On connaît la carrière unique des Smiths : drapé dans les oripeaux du poète maudit d'obédience wildesque, Morrissey a conduit, sous l'aile de son alter-ego Johnny Marr, un éblouissant exorcisme à vif qui, s'il le soulagea probablement, ne lui apporta de toute évidence pas le plus petit début de réconciliation avec lui-même... Même au plus fort du succès du groupe, le "Moz", torturé, pudique à l'extrême et dépressif, s'attirait consciencieusement les foudres de la presse britannique... Selon une séquence déjà éprouvée, il cultiva en retour l'antipathie plutôt naturelle de sa sombre personne ce qui redoubla les attaques journalistiques... Osons avancer - sous le haut patronage psychanalytique de Sainte Mireille Dumas - que, s'abritant derrière des personae de plus en plus loufoques et agressives comme autant d'alertes qui n'auraient dû tromper personne, Moz s'offrit tout bonnement en pâture au journalisme, surtout rock, qui se satisfit bien vite de ce personnage de véritable connard dans lequel le chanteur s'était laissé sûrement enfermer...

Non pas que Moz fût un ange - Andy Rourke, fameux bassiste du groupe, se rappelle avec effroi l'autisme buté de leur infortuné leader pendant les sessions d'enregistrement : "Morrissey would be there while the initial recording of the music was going on and if he liked it, he'd sit there nodding and smiling. If he didn't, he'd leave the room and not come back. If he didn't like something that me and Mike were doing, he'd drag Johnny out of the room and then Johnny would have to come in and talk to us. Was lack of communication an issue? Totally. It was a big guessing game: How To Keep Morrissey Happy..." On nous objectera que Rourke, drogué notoire, nourrissait peut-être quelque ressentiment à l'endroit du chanteur qui l'avait remercié en ces termes : "He left a little postcard on the windscreen of my car, like a parking ticket. It said 'Andy - you have left The Smiths. Goodbye and good luck, Morrissey."...
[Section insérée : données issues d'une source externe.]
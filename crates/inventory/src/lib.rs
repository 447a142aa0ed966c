//! Cluster-side inventory: the durable record of applied identities.
//!
//! The record is a ConfigMap whose data keys are serialized identities
//! (values are reserved). The membership hash rides along as an annotation
//! for cheap change detection.

#![forbid(unsafe_code)]

use std::collections::BTreeMap;
use std::sync::Arc;

use async_trait::async_trait;
use k8s_openapi::api::core::v1::ConfigMap;
use k8s_openapi::apimachinery::pkg::apis::meta::v1::ObjectMeta;
use serde::{Deserialize, Serialize};
use serde_json::Value;
use tracing::{debug, info};

use rekon_cluster::{ApplyParams, ClusterClient, ClusterError, DryRun, PropagationPolicy};
use rekon_core::annotations::{owning_inventory, INVENTORY_ID_LABEL};
use rekon_core::{unstructured, ObjMeta, ObjMetaSet, ParseError};

pub const INVENTORY_HASH_ANNOTATION: &str = "cli-utils.sigs.k8s.io/inventory-hash";

const INVENTORY_FIELD_MANAGER: &str = "rekon-inventory";

#[derive(Debug, thiserror::Error)]
pub enum InventoryError {
    #[error("invalid inventory entry: {0}")]
    Entry(#[from] ParseError),
    #[error(transparent)]
    Cluster(#[from] ClusterError),
    #[error("inventory object {0} is malformed: {1}")]
    Malformed(String, String),
}

/// Locates one inventory record. The id is the user-facing stable
/// identifier carried in the inventory-id label; name/namespace address the
/// backing ConfigMap.
#[derive(Debug, Clone, PartialEq, Eq, Serialize, Deserialize)]
pub struct InventoryInfo {
    pub name: String,
    pub namespace: String,
    pub id: String,
}

impl InventoryInfo {
    fn obj_meta(&self) -> ObjMeta {
        ObjMeta {
            group: String::new(),
            kind: "ConfigMap".to_string(),
            namespace: self.namespace.clone(),
            name: self.name.clone(),
        }
    }
}

/// How to treat live objects owned by someone else.
#[derive(Debug, Clone, Copy, Default, PartialEq, Eq, Serialize, Deserialize)]
#[serde(rename_all = "lowercase")]
pub enum InventoryPolicy {
    /// Refuse to touch objects carrying a different inventory id.
    #[default]
    Strict,
    /// Overtake ownership of foreign or unowned objects.
    Adopt,
}

/// Per-object ownership decision on apply. Unowned live objects are adopted
/// under both policies; a foreign owner is a conflict under strict.
pub fn can_apply(
    inv_id: &str,
    live: Option<&Value>,
    policy: InventoryPolicy,
) -> Result<(), String> {
    let Some(live) = live else { return Ok(()) };
    match owning_inventory(live) {
        None => Ok(()),
        Some(owner) if owner == inv_id => Ok(()),
        Some(owner) => match policy {
            InventoryPolicy::Adopt => Ok(()),
            InventoryPolicy::Strict => Err(format!(
                "object owned by inventory {owner:?}, expected {inv_id:?}"
            )),
        },
    }
}

/// Per-object ownership decision on prune: only delete what we own.
pub fn can_prune(inv_id: &str, live: &Value) -> bool {
    owning_inventory(live) == Some(inv_id)
}

/// Read/write access to the persisted inventory record.
#[async_trait]
pub trait InventoryClient: Send + Sync {
    /// Load the membership; None when no record exists yet.
    async fn load(&self, inv: &InventoryInfo) -> Result<Option<ObjMetaSet>, InventoryError>;

    /// Create or replace the record with the given membership.
    async fn write(&self, inv: &InventoryInfo, membership: &ObjMetaSet)
        -> Result<(), InventoryError>;

    /// Remove the record entirely (destroy flow, after membership drains).
    async fn delete(&self, inv: &InventoryInfo) -> Result<(), InventoryError>;
}

/// ConfigMap-backed inventory store.
pub struct ConfigMapInventory {
    cluster: Arc<dyn ClusterClient>,
}

impl ConfigMapInventory {
    pub fn new(cluster: Arc<dyn ClusterClient>) -> Self {
        Self { cluster }
    }
}

#[async_trait]
impl InventoryClient for ConfigMapInventory {
    async fn load(&self, inv: &InventoryInfo) -> Result<Option<ObjMetaSet>, InventoryError> {
        let Some(obj) = self.cluster.get(&inv.obj_meta(), Some("v1")).await? else {
            debug!(inventory = %inv.id, "no inventory record in cluster");
            return Ok(None);
        };
        let mut membership = ObjMetaSet::new();
        if let Some(data) = obj.get("data").and_then(|d| d.as_object()) {
            for key in data.keys() {
                membership.insert(ObjMeta::parse(key)?);
            }
        }
        info!(inventory = %inv.id, members = membership.len(), "inventory loaded");
        Ok(Some(membership))
    }

    async fn write(
        &self,
        inv: &InventoryInfo,
        membership: &ObjMetaSet,
    ) -> Result<(), InventoryError> {
        let obj = inventory_object(inv, membership);
        // Server-side apply so dropped members leave the record; a merge
        // patch would keep stale keys around.
        let params = ApplyParams {
            server_side: true,
            force_conflicts: true,
            field_manager: INVENTORY_FIELD_MANAGER.to_string(),
            dry_run: DryRun::None,
        };
        self.cluster.apply(&obj, &params).await?;
        info!(inventory = %inv.id, members = membership.len(), hash = %membership.hash(), "inventory written");
        Ok(())
    }

    async fn delete(&self, inv: &InventoryInfo) -> Result<(), InventoryError> {
        self.cluster.delete(&inv.obj_meta(), PropagationPolicy::Background, false).await?;
        info!(inventory = %inv.id, "inventory deleted");
        Ok(())
    }
}

/// Build the inventory ConfigMap for a membership set.
pub fn inventory_object(inv: &InventoryInfo, membership: &ObjMetaSet) -> Value {
    let data: BTreeMap<String, String> =
        membership.iter().map(|id| (id.to_string(), String::new())).collect();
    let cm = ConfigMap {
        metadata: ObjectMeta {
            name: Some(inv.name.clone()),
            namespace: Some(inv.namespace.clone()),
            labels: Some(BTreeMap::from([(INVENTORY_ID_LABEL.to_string(), inv.id.clone())])),
            annotations: Some(BTreeMap::from([(
                INVENTORY_HASH_ANNOTATION.to_string(),
                membership.hash(),
            )])),
            ..Default::default()
        },
        data: Some(data),
        ..Default::default()
    };
    let mut obj = serde_json::to_value(&cm).unwrap_or_default();
    // k8s-openapi types omit apiVersion/kind when serialized standalone.
    obj["apiVersion"] = Value::String("v1".to_string());
    obj["kind"] = Value::String("ConfigMap".to_string());
    obj
}

/// An empty inventory template, as emitted by `rekon init`.
pub fn inventory_template(inv: &InventoryInfo) -> Value {
    inventory_object(inv, &ObjMetaSet::new())
}

/// Recognize the inventory template among loaded manifests by its label.
pub fn find_inventory_info(obj: &Value) -> Option<InventoryInfo> {
    if unstructured::kind(obj) != "ConfigMap" {
        return None;
    }
    let id = unstructured::label(obj, INVENTORY_ID_LABEL)?;
    let namespace = unstructured::namespace(obj);
    Some(InventoryInfo {
        name: unstructured::name(obj).to_string(),
        namespace: if namespace.is_empty() { "default".to_string() } else { namespace.to_string() },
        id: id.to_string(),
    })
}

#[cfg(test)]
mod tests {
    use super::*;
    use rekon_cluster::mock::MockCluster;
    use serde_json::json;

    fn inv() -> InventoryInfo {
        InventoryInfo { name: "inventory".into(), namespace: "default".into(), id: "inv-1".into() }
    }

    fn members() -> ObjMetaSet {
        vec![
            ObjMeta::new("apps", "Deployment", "test-namespace", "foo").unwrap(),
            ObjMeta::new("", "Secret", "test-namespace", "secret").unwrap(),
        ]
        .into()
    }

    #[tokio::test]
    async fn write_then_load_round_trips_membership() {
        let cluster = Arc::new(MockCluster::new());
        let store = ConfigMapInventory::new(cluster);
        assert_eq!(store.load(&inv()).await.unwrap(), None);

        store.write(&inv(), &members()).await.unwrap();
        let loaded = store.load(&inv()).await.unwrap().unwrap();
        assert!(loaded.set_equals(&members()));
    }

    #[tokio::test]
    async fn delete_removes_the_record() {
        let cluster = Arc::new(MockCluster::new());
        let store = ConfigMapInventory::new(cluster);
        store.write(&inv(), &members()).await.unwrap();
        store.delete(&inv()).await.unwrap();
        assert_eq!(store.load(&inv()).await.unwrap(), None);
    }

    #[test]
    fn inventory_object_carries_label_and_hash() {
        let obj = inventory_object(&inv(), &members());
        assert_eq!(unstructured::label(&obj, INVENTORY_ID_LABEL), Some("inv-1"));
        assert_eq!(
            unstructured::annotation(&obj, INVENTORY_HASH_ANNOTATION),
            Some(members().hash().as_str())
        );
        let found = find_inventory_info(&obj).unwrap();
        assert_eq!(found, inv());
    }

    #[test]
    fn ownership_rules() {
        let unowned = json!({"apiVersion": "v1", "kind": "Pod", "metadata": {"name": "p"}});
        let mine = json!({"apiVersion": "v1", "kind": "Pod", "metadata": {
            "name": "p", "annotations": {"config.k8s.io/owning-inventory": "inv-1"}}});
        let theirs = json!({"apiVersion": "v1", "kind": "Pod", "metadata": {
            "name": "p", "annotations": {"config.k8s.io/owning-inventory": "other"}}});

        assert!(can_apply("inv-1", None, InventoryPolicy::Strict).is_ok());
        assert!(can_apply("inv-1", Some(&unowned), InventoryPolicy::Strict).is_ok());
        assert!(can_apply("inv-1", Some(&mine), InventoryPolicy::Strict).is_ok());
        assert!(can_apply("inv-1", Some(&theirs), InventoryPolicy::Strict).is_err());
        assert!(can_apply("inv-1", Some(&theirs), InventoryPolicy::Adopt).is_ok());

        assert!(can_prune("inv-1", &mine));
        assert!(!can_prune("inv-1", &theirs));
        assert!(!can_prune("inv-1", &unowned));
    }
}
Quant aux "concurrents" plus ou moins revendiqués du groupe, ils ont, eux aussi, bénéficié des piques vipérines de Morrissey, pas homme (laissez-nous finir) à s'embarrasser de scrupules au moment de faire les comptes... Level 42 ? Morrissey n'hésite pas à exhumer une cangue birmane pour préciser son ressenti artistique : "Having never been sufficiently drunk to enjoy a Level 42 record, I prescribe the Burmese neck ring to these chumps for being so icy" Alphaville ? Morrissey, puériculteur improvisé, se fend d'un conseil : "They embody the frustrated egos of the massively untalented. Should have been drowned at birth"

Mais la bête noire de Morrissey, c'est, on le sait, Robert Smith qui, lassé de tant d'attaques perfides, finit par bien lui rendre... Défini par Moz en ces termes fleuris "The Cure, a new dimension to the word 'crap'", le groupe de Robert Smith semble cristalliser de longue date toute la haine, et probablement la paranoïa, du chanteur qui déclara à CNN en 1984 un " I'm surprised they're still around" à peine plus policé. À un facétieux journaliste qui, ajoutant à la liste des ennemis de Morrissey le leader de The Fall Mark E. Smith, lui demandait : "If I put you in a room with Robert Smith, Mark E. Smith and a loaded Smith and Wesson, who would bite the bullet first?", Morrissey ne se fit pas prier pour fournir une réponse argumentée, à la symbolique chargée : "I'd line them up so that one bullet penetrated both simultaneously" (rires). Mark E. Smith despises me and has said hateful things about me, all untrue. Robert Smith is a whingebag. It's rather curious that he began wearing beads at the emergence of The Smiths and has been photographed with flowers. I expect he's quite supportive of what we do, but I've never liked The Cure... not even "The Caterpillar"".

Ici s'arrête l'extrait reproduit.